[Data records]

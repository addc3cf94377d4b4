//! Transport-agnostic RPC over length-prefixed byte channels.
//!
//! Two peers exchange requests, responses and one-way signals over any
//! ordered byte channel: TCP, Unix domain sockets, in-process pipes.
//!
//! # Crate Structure
//!
//! - [`channel`]: byte channel contract, listeners and connectors
//! - [`frame`]: length-prefixed framing and the stream parser
//! - [`codec`]: value model, custom type registry and payload framers
//! - [`peer`]: message protocol, provider, transport and connections (behind `peer` feature)

/// Re-export channel types.
pub mod channel {
    pub use wirerpc_channel::*;
}

/// Re-export frame types.
pub mod frame {
    pub use wirerpc_frame::*;
}

/// Re-export codec types.
pub mod codec {
    pub use wirerpc_codec::*;
}

/// Re-export peer types (requires `peer` feature).
#[cfg(feature = "peer")]
pub mod peer {
    pub use wirerpc_peer::*;
}
use std::any::{Any, TypeId};
use std::collections::BTreeMap;
use std::fmt;
use std::sync::Arc;

use serde::de::DeserializeOwned;
use serde::Serialize;
use serde_json::Number;

use crate::error::{DecodeError, DecodeResult, EncodeError, EncodeResult};

/// Object container used by [`Value::Object`].
pub type Map = BTreeMap<String, Value>;

/// An in-memory value as carried by RPC messages.
///
/// The structural variants mirror JSON. [`Value::Custom`] holds an instance
/// of an application type; it only has a wire form once a codec for that
/// type is registered with the framer.
#[derive(Debug, Clone, Default, PartialEq)]
pub enum Value {
    #[default]
    Null,
    Bool(bool),
    Number(Number),
    String(String),
    Array(Vec<Value>),
    Object(Map),
    Custom(Custom),
}

/// Object-safe view of an application type stored in a [`Value`].
///
/// Implemented for every `Send + Sync + Debug + PartialEq` type.
pub trait CustomValue: Any + Send + Sync + fmt::Debug {
    fn as_any(&self) -> &dyn Any;
    fn dyn_eq(&self, other: &dyn CustomValue) -> bool;
    fn type_name(&self) -> &'static str;
}

impl<T> CustomValue for T
where
    T: Any + Send + Sync + fmt::Debug + PartialEq,
{
    fn as_any(&self) -> &dyn Any {
        self
    }

    fn dyn_eq(&self, other: &dyn CustomValue) -> bool {
        other
            .as_any()
            .downcast_ref::<T>()
            .is_some_and(|other| self == other)
    }

    fn type_name(&self) -> &'static str {
        std::any::type_name::<T>()
    }
}

/// Shared handle to a custom instance.
#[derive(Clone)]
pub struct Custom(Arc<dyn CustomValue>);

impl Custom {
    pub fn new<T: CustomValue>(value: T) -> Self {
        Self(Arc::new(value))
    }

    /// Runtime type of the wrapped instance; the codec registry key.
    pub fn type_id(&self) -> TypeId {
        self.0.as_any().type_id()
    }

    /// Rust type name of the wrapped instance, for diagnostics.
    pub fn type_name(&self) -> &'static str {
        self.0.type_name()
    }

    pub fn downcast_ref<T: Any>(&self) -> Option<&T> {
        self.0.as_any().downcast_ref::<T>()
    }

    pub fn is<T: Any>(&self) -> bool {
        self.0.as_any().is::<T>()
    }

    pub(crate) fn as_any(&self) -> &dyn Any {
        self.0.as_any()
    }
}

impl PartialEq for Custom {
    fn eq(&self, other: &Self) -> bool {
        self.0.dyn_eq(other.0.as_ref())
    }
}

impl fmt::Debug for Custom {
    fn fmt(&self, f: &mut fmt::Formatter<'_>) -> fmt::Result {
        fmt::Debug::fmt(&*self.0, f)
    }
}

impl Value {
    /// Wrap an application type instance.
    pub fn custom<T: CustomValue>(value: T) -> Self {
        Value::Custom(Custom::new(value))
    }

    /// Build a value from anything serde can serialize (structural only).
    pub fn from_serialize<T: Serialize + ?Sized>(value: &T) -> EncodeResult<Self> {
        Ok(Self::from_json(serde_json::to_value(value)?))
    }

    /// Convert into a typed value through serde.
    ///
    /// Fails if the value contains custom instances or has the wrong shape.
    pub fn deserialize_into<T: DeserializeOwned>(&self) -> DecodeResult<T> {
        let json = self
            .to_json()
            .map_err(|err| DecodeError::Shape(err.to_string()))?;
        serde_json::from_value(json).map_err(|err| DecodeError::Shape(err.to_string()))
    }

    /// Structural conversion from a JSON tree.
    pub fn from_json(json: serde_json::Value) -> Self {
        match json {
            serde_json::Value::Null => Value::Null,
            serde_json::Value::Bool(b) => Value::Bool(b),
            serde_json::Value::Number(n) => Value::Number(n),
            serde_json::Value::String(s) => Value::String(s),
            serde_json::Value::Array(items) => {
                Value::Array(items.into_iter().map(Value::from_json).collect())
            }
            serde_json::Value::Object(map) => Value::Object(
                map.into_iter()
                    .map(|(k, v)| (k, Value::from_json(v)))
                    .collect(),
            ),
        }
    }

    /// Structural conversion into a JSON tree.
    ///
    /// Custom instances have no structural form outside a framer and are
    /// rejected with [`EncodeError::UnregisteredType`].
    pub fn to_json(&self) -> EncodeResult<serde_json::Value> {
        Ok(match self {
            Value::Null => serde_json::Value::Null,
            Value::Bool(b) => serde_json::Value::Bool(*b),
            Value::Number(n) => serde_json::Value::Number(n.clone()),
            Value::String(s) => serde_json::Value::String(s.clone()),
            Value::Array(items) => serde_json::Value::Array(
                items
                    .iter()
                    .map(Value::to_json)
                    .collect::<EncodeResult<_>>()?,
            ),
            Value::Object(map) => serde_json::Value::Object(
                map.iter()
                    .map(|(k, v)| Ok((k.clone(), v.to_json()?)))
                    .collect::<EncodeResult<_>>()?,
            ),
            Value::Custom(custom) => return Err(EncodeError::UnregisteredType(custom.type_name())),
        })
    }

    /// Short name of the variant, for diagnostics.
    pub fn kind(&self) -> &'static str {
        match self {
            Value::Null => "null",
            Value::Bool(_) => "bool",
            Value::Number(_) => "number",
            Value::String(_) => "string",
            Value::Array(_) => "array",
            Value::Object(_) => "object",
            Value::Custom(_) => "custom",
        }
    }

    pub fn is_null(&self) -> bool {
        matches!(self, Value::Null)
    }

    pub fn as_bool(&self) -> Option<bool> {
        match self {
            Value::Bool(b) => Some(*b),
            _ => None,
        }
    }

    pub fn as_i64(&self) -> Option<i64> {
        match self {
            Value::Number(n) => n.as_i64(),
            _ => None,
        }
    }

    pub fn as_u64(&self) -> Option<u64> {
        match self {
            Value::Number(n) => n.as_u64(),
            _ => None,
        }
    }

    pub fn as_f64(&self) -> Option<f64> {
        match self {
            Value::Number(n) => n.as_f64(),
            _ => None,
        }
    }

    pub fn as_str(&self) -> Option<&str> {
        match self {
            Value::String(s) => Some(s),
            _ => None,
        }
    }

    pub fn as_array(&self) -> Option<&Vec<Value>> {
        match self {
            Value::Array(items) => Some(items),
            _ => None,
        }
    }

    pub fn as_object(&self) -> Option<&Map> {
        match self {
            Value::Object(map) => Some(map),
            _ => None,
        }
    }

    /// Look up a field of an object value.
    pub fn get(&self, key: &str) -> Option<&Value> {
        self.as_object().and_then(|map| map.get(key))
    }

    pub fn as_custom<T: Any>(&self) -> Option<&T> {
        match self {
            Value::Custom(custom) => custom.downcast_ref::<T>(),
            _ => None,
        }
    }
}

impl From<serde_json::Value> for Value {
    fn from(json: serde_json::Value) -> Self {
        Value::from_json(json)
    }
}

impl From<bool> for Value {
    fn from(b: bool) -> Self {
        Value::Bool(b)
    }
}

macro_rules! from_integer {
    ($($ty:ty),*) => {
        $(
            impl From<$ty> for Value {
                fn from(n: $ty) -> Self {
                    Value::Number(Number::from(n))
                }
            }
        )*
    };
}

from_integer!(i8, i16, i32, i64, u8, u16, u32, u64, usize, isize);

impl From<f64> for Value {
    /// Non-finite floats have no JSON form and become `Null`.
    fn from(n: f64) -> Self {
        Number::from_f64(n).map_or(Value::Null, Value::Number)
    }
}

impl From<&str> for Value {
    fn from(s: &str) -> Self {
        Value::String(s.to_string())
    }
}

impl From<String> for Value {
    fn from(s: String) -> Self {
        Value::String(s)
    }
}

impl<T: Into<Value>> From<Vec<T>> for Value {
    fn from(items: Vec<T>) -> Self {
        Value::Array(items.into_iter().map(Into::into).collect())
    }
}

impl From<Map> for Value {
    fn from(map: Map) -> Self {
        Value::Object(map)
    }
}

impl<T: Into<Value>> From<Option<T>> for Value {
    fn from(value: Option<T>) -> Self {
        value.map_or(Value::Null, Into::into)
    }
}

impl From<()> for Value {
    fn from(_: ()) -> Self {
        Value::Null
    }
}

== DESCRIPTION OF THE TASK ==
Look above and return each line of the records exactly, from the very first through the line with "listeners and connectors", both included.

== YOUR RESPONSE ==
repository addc3cf94377d4b4
//! Transport-agnostic RPC over length-prefixed byte channels.
//!
//! Two peers exchange requests, responses and one-way signals over any
//! ordered byte channel: TCP, Unix domain sockets, in-process pipes.
//!
//! # Crate Structure
//!
//! - [`channel`]: byte channel contract, listeners and connectors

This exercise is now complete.